*** Opening RECORDS FOR THE EXERCISE ***
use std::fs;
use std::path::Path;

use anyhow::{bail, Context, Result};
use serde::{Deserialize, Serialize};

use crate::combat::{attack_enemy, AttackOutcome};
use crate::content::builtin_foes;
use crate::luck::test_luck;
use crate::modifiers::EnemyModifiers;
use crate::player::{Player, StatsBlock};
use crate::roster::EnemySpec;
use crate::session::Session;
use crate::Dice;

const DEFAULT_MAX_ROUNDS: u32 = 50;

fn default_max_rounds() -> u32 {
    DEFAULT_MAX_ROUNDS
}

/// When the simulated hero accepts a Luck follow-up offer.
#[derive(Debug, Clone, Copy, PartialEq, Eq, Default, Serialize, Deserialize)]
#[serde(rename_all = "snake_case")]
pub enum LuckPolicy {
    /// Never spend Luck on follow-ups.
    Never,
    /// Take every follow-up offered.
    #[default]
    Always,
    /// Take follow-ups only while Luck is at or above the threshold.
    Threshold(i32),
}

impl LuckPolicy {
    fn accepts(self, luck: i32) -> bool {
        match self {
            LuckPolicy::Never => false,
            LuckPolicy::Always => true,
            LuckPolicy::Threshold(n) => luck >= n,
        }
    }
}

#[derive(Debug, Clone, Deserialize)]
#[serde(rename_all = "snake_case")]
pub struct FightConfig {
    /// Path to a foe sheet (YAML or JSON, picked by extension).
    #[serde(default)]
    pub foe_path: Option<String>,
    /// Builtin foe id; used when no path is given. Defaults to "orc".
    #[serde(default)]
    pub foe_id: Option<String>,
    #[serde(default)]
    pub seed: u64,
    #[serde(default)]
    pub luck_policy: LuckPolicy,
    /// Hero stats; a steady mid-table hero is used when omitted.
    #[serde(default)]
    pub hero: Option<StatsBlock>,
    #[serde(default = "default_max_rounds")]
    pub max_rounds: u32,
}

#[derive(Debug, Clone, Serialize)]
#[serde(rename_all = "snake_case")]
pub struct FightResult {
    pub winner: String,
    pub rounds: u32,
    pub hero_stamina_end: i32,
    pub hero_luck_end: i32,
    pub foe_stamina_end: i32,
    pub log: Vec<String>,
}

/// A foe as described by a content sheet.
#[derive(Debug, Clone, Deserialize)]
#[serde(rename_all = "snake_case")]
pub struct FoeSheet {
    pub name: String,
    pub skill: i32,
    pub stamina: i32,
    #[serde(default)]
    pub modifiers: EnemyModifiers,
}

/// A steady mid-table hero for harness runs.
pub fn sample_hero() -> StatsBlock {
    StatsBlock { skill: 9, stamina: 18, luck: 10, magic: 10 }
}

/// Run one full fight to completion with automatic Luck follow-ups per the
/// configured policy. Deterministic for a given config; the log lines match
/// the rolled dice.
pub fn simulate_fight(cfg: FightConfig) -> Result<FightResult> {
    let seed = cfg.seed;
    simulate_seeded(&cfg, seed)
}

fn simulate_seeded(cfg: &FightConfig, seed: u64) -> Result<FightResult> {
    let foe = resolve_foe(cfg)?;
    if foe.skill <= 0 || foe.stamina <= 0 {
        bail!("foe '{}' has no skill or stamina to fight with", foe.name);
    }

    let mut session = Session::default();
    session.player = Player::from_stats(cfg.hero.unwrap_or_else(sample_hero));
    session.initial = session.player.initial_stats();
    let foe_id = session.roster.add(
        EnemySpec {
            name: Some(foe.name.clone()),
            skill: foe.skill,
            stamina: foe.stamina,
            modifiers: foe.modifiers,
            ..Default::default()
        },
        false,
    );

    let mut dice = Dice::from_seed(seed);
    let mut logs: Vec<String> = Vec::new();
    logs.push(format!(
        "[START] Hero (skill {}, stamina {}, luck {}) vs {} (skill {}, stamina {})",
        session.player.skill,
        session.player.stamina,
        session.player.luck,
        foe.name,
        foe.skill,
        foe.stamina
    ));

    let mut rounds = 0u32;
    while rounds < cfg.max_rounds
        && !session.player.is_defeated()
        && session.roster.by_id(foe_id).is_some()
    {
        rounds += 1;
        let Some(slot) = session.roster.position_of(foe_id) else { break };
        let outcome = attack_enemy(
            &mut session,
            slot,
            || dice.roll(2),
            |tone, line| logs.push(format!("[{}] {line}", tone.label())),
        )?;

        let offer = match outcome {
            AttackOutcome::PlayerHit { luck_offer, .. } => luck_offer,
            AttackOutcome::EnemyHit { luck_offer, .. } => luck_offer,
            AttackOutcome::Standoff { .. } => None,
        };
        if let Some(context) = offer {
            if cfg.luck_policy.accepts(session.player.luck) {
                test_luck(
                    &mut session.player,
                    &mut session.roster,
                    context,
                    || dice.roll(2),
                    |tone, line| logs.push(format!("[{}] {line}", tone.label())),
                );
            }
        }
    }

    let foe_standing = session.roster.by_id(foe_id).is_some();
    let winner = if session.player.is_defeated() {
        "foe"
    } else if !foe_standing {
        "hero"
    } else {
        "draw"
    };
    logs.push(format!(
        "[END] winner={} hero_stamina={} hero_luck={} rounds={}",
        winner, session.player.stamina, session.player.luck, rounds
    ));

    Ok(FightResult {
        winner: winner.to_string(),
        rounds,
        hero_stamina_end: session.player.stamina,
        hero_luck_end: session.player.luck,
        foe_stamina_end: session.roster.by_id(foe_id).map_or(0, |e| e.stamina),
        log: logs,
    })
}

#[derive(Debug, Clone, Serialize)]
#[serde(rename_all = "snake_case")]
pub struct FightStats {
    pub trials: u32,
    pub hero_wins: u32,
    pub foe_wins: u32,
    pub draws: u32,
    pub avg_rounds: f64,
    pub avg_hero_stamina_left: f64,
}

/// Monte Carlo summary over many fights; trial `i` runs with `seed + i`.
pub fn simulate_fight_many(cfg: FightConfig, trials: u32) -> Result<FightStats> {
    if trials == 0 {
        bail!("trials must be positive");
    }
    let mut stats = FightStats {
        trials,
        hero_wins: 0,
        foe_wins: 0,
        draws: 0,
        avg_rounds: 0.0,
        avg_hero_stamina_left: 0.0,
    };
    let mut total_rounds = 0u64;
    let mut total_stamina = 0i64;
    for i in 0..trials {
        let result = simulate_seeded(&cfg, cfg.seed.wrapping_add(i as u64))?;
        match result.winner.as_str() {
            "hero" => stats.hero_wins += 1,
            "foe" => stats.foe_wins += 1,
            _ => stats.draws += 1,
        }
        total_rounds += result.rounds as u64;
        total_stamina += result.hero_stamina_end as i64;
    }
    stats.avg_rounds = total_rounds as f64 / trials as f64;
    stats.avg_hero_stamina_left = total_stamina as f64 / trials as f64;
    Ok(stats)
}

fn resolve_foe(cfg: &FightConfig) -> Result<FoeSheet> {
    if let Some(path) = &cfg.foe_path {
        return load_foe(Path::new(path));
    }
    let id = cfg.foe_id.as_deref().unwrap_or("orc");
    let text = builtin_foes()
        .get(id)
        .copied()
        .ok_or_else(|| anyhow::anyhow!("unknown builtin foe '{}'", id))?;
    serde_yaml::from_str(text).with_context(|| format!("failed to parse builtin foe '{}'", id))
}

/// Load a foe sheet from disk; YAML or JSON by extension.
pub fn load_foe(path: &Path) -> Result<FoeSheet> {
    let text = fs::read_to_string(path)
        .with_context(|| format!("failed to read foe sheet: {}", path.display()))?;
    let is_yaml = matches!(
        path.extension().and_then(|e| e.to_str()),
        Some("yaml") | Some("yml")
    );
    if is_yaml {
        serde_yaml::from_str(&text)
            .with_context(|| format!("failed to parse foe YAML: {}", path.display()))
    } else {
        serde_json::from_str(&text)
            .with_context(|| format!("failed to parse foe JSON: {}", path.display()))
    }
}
*** Closing RECORDS FOR THE EXERCISE ***
● **WHAT YOU HAVE TO DO**
Up to and including the line that contains "use crate::session::Session;", output the records above exactly, beginning with their first line.

● **EXERCISE SOLUTION**
use std::fs;
use std::path::Path;

use anyhow::{bail, Context, Result};
use serde::{Deserialize, Serialize};

use crate::combat::{attack_enemy, AttackOutcome};
use crate::content::builtin_foes;
use crate::luck::test_luck;
use crate::modifiers::EnemyModifiers;
use crate::player::{Player, StatsBlock};
use crate::roster::EnemySpec;
use crate::session::Session;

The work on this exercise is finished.